Previous studies have shown that the aging kidney has a marked loss of α(E)-catenin in proximal tubular epithelium. α-Catenin, a key regulator of the actin cytoskeleton, interacts with a variety of actin-binding proteins. Cisplatin-induced loss of fascin2, an actin bundling protein, was observed in cells with a stable knockdown of α(E)-catenin (C2 cells), as well as in aging (24 mon), but not young (4 mon), kidney. Fascin2 co-localized with α-catenin and the actin cytoskeleton in NRK-52E cells. Knockdown of fascin2 increased the susceptibility of tubular epithelial cells to cisplatin-induced injury. Overexpression of fascin2 in C2 cells restored actin stress fibers and attenuated the increased sensitivity of C2 cells to cisplatin-induced apoptosis. Interestingly, fascin2 overexpression attenuated cisplatin-induced mitochondrial dysfunction and oxidative stress in C2 cells. These data demonstrate that fascin2, a putative target of α(E)-catenin, may play important role in preventing cisplatin-induced acute kidney injury.
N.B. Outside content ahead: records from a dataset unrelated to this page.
//! Cancellable and deadline-bound contexts.
//!
//! A [`CancelContext`] becomes done when the first of these happens:
//! - its [`CancelGuard`] is canceled or dropped
//! - its deadline passes
//! - its parent becomes done
//!
//! Nothing runs in the background. Expiry is observed by the clock when
//! [`Context::err`] is read and by a timer inside [`Context::done`], so a
//! context that nobody waits on costs nothing after its guard is released.

use std::any::TypeId;
use std::sync::{Arc, OnceLock};
use std::time::Duration;

use futures::future::BoxFuture;
use tokio::time::Instant;
use tokio_util::sync::CancellationToken;

use crate::context::{AnyValue, Context, ContextRef};
use crate::error::ContextError;

/// A context that can be canceled explicitly and may carry a deadline.
///
/// Created by [`with_cancel`], [`with_deadline`] or [`with_timeout`].
#[derive(Debug)]
pub struct CancelContext {
    parent: ContextRef,
    token: CancellationToken,
    /// Earlier of the requested deadline and the parent's.
    deadline: Option<Instant>,
    /// Cause and the instant the context became done.
    cause: OnceLock<(ContextError, Instant)>,
}

impl CancelContext {
    fn new(parent: &ContextRef, deadline: Option<Instant>) -> Arc<Self> {
        let deadline = match (deadline, parent.deadline()) {
            (Some(own), Some(inherited)) => Some(own.min(inherited)),
            (own, inherited) => own.or(inherited),
        };
        Arc::new(Self {
            parent: Arc::clone(parent),
            token: CancellationToken::new(),
            deadline,
            cause: OnceLock::new(),
        })
    }

    /// Stores the cause if none is set yet and returns whichever cause won.
    fn record(&self, cause: ContextError, at: Instant) -> (ContextError, Instant) {
        let mut first = false;
        let recorded = *self.cause.get_or_init(|| {
            first = true;
            (cause, at)
        });
        if first {
            tracing::debug!(cause = %recorded.0, deadline = ?self.deadline, "context done");
        }
        recorded
    }

    /// The recorded cause, or whichever of parent-done and deadline-passed
    /// happened first, recorded now.
    fn observe(&self) -> Option<(ContextError, Instant)> {
        if let Some(recorded) = self.cause.get() {
            return Some(*recorded);
        }

        let from_parent = self.parent.err().map(|err| {
            let at = self.parent.done_at().unwrap_or_else(Instant::now);
            (err, at)
        });
        let expired = self
            .deadline
            .filter(|deadline| Instant::now() >= *deadline)
            .map(|deadline| (ContextError::DeadlineExceeded, deadline));

        let (cause, at) = match (from_parent, expired) {
            (Some(parent), Some(own)) if own.1 < parent.1 => own,
            (Some(parent), _) => parent,
            (None, own) => own?,
        };
        Some(self.record(cause, at))
    }

    fn cancel(&self) {
        if self.observe().is_none() {
            self.record(ContextError::Canceled, Instant::now());
        }
        self.token.cancel();
    }
}

impl Context for CancelContext {
    fn deadline(&self) -> Option<Instant> {
        self.deadline
    }

    fn done(&self) -> BoxFuture<'_, ()> {
        Box::pin(async move {
            if self.err().is_some() {
                return;
            }

            let expiry = async {
                match self.deadline {
                    Some(deadline) => {
                        tokio::time::sleep_until(deadline).await;
                        Some(deadline)
                    }
                    None => std::future::pending().await,
                }
            };

            let expired = tokio::select! {
                _ = self.token.cancelled() => None,
                _ = self.parent.done() => None,
                deadline = expiry => deadline,
            };

            // The timer may round differently from `Instant::now()`; what fired wins.
            if let Some(deadline) = expired
                && self.err().is_none()
            {
                self.record(ContextError::DeadlineExceeded, deadline);
            }
        })
    }

    fn err(&self) -> Option<ContextError> {
        self.observe().map(|(cause, _)| cause)
    }

    fn done_at(&self) -> Option<Instant> {
        self.observe().map(|(_, at)| at)
    }

    fn value(&self, key: TypeId) -> Option<AnyValue> {
        self.parent.value(key)
    }
}

/// Release handle for a [`CancelContext`].
///
/// Dropping the guard cancels the context, so the context is released on every
/// exit path of the scope that owns the guard. Canceling more than once is a
/// no-op; the first cause sticks.
#[must_use = "dropping the guard cancels the context immediately"]
#[derive(Debug)]
pub struct CancelGuard {
    ctx: Arc<CancelContext>,
}

impl CancelGuard {
    /// Cancels the context now.
    pub fn cancel(self) {
        self.ctx.cancel();
    }

    /// The context this guard releases.
    pub fn context(&self) -> ContextRef {
        Arc::clone(&self.ctx) as ContextRef
    }
}

impl Drop for CancelGuard {
    fn drop(&mut self) {
        self.ctx.cancel();
    }
}

fn derive(parent: &ContextRef, deadline: Option<Instant>) -> (ContextRef, CancelGuard) {
    let ctx = CancelContext::new(parent, deadline);
    let guard = CancelGuard {
        ctx: Arc::clone(&ctx),
    };
    (ctx as ContextRef, guard)
}

/// Derives a child that is done when `parent` is done or the guard is released.
pub fn with_cancel(parent: &ContextRef) -> (ContextRef, CancelGuard) {
    derive(parent, None)
}

/// Derives a child that is also done once `deadline` passes.
///
/// If `parent` already has an earlier deadline, the child keeps the parent's.
pub fn with_deadline(parent: &ContextRef, deadline: Instant) -> (ContextRef, CancelGuard) {
    tracing::trace!(deadline = ?deadline, "deriving deadline context");
    derive(parent, Some(deadline))
}

/// Derives a child that is also done `timeout` from now.
///
/// A timeout too large to represent as an [`Instant`] means no deadline.
pub fn with_timeout(parent: &ContextRef, timeout: Duration) -> (ContextRef, CancelGuard) {
    match Instant::now().checked_add(timeout) {
        Some(deadline) => with_deadline(parent, deadline),
        None => with_cancel(parent),
    }
}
Keywords: Actin; Aging; Apoptosis; Fascin2; Mitochondria; α-Catenin.

Fig. 1.

Fascin2 Expression is Decreased During Acute Injury. A. A loss of fascin2 protein expression was seen in C2, but not NT3, cells following challenge with 150 μM cisplatin for 12–24 h. B. Densitometric analysis of three replicate experiments; protein expression is shown as the fold decrease from control (C2, 0 h). Each data point represents the mean + SE of three samples, * indicates a significant difference from control. C. Fascin2 expression is decreased in aged (24 mon), but not young (4 mon) kidney 72 h (peak of injury) after cisplatin challenge (2.75 mg/kg). Each lane is a sample from an individual rat. D. Densitometric analysis of four replicate experiments; protein expression is shown as the fold decrease from control (4 mon control). Each data point represents the mean + SE of four samples, * indicates a significant difference from control.

Fig. 2.

Fascin2 Colocalizes with α-Catenin and the Actin Cytoskeleton; Overexpression of Fascin2 Rescues Stress Fibers in C2Cells. A. Immunofluorescence images (60x) of NRK-52E cells treated with rabbit anti-fascin2 (red), FITC-phalloidin (green) or anti-α-catenin (green) and DAPI (blue) demonstrates that fascin2 colocalizes with both actin and α-catenin. B. Overexpression of fascin1 (C2/Fscn1) or fascin2 (C2/Fscn2) in C2 cells. C. Phalloidin staining demonstrates increased actin stress fibers in C2/Fscn2 cells, while the bottom panel shows stress fibers using cell surface scanning with AFM. (For interpretation of the references to colour in this figure legend, the reader is referred to the web version of this article.)

Fig. 3.

Fascin2 Knockdown Increases Susceptibility to Cisplatin-Induced Nephrotoxicity. A. shRNA knockdown of fascin2 expression by four different targeting constructs; significant knockdown was seen with A1, B1, and D1 constructs. The impact on fascin1 and fascin2 expression is shown in B. C. Cell viability was determined by the MTT assay in cells treated 150 μM cisplatin for the indicated time periods. The results are presented as the percent viability of untreated NRK/V1 cells in SF media. D. The activities of caspase 3/7 in cells treated with 150 μM cisplatin for the indicated time periods were determined by luminescence. Data points represent the mean ± SE of four samples; *indicates a significant difference from control; similar results were seen in replicate experiments.

Fig. 4.

Fascin2 Rescues the Increased Susceptibility to Cisplatin-Induced Nephrotoxicity. A. Overexpression of fascin2 attenuates loss of viability in C2 cells relative to NT3. B. Overexpression of fascin2 attenuates markers of apoptosis in C2 cells, including BID, PARP cleavage and Bcl-2 expression. C. Activation of caspase3/7 is decreased in C2 cells by fascin2 overexpression. Data points represent the mean ± SE of four samples; *indicates a significant difference from control; similar results were seen in replicate experiments.

Fig. 5.

Fascin2 Rescues Mitochondrial Dysfunction in Cisplatin-Induced Nephrotoxicity. A. Fascin2 attenuates loss of ATP following cisplatin challenge. B. Oxygen consumption of complex I and II in C2 cells is corrected by fascin2 overexpression. C. Cisplatin induces increased oxidative stress in C2 cells; an effect attenuated by fascin2. Data points represent the mean ± SE of 12 replicates; *indicates a significant difference from control (NT3/V).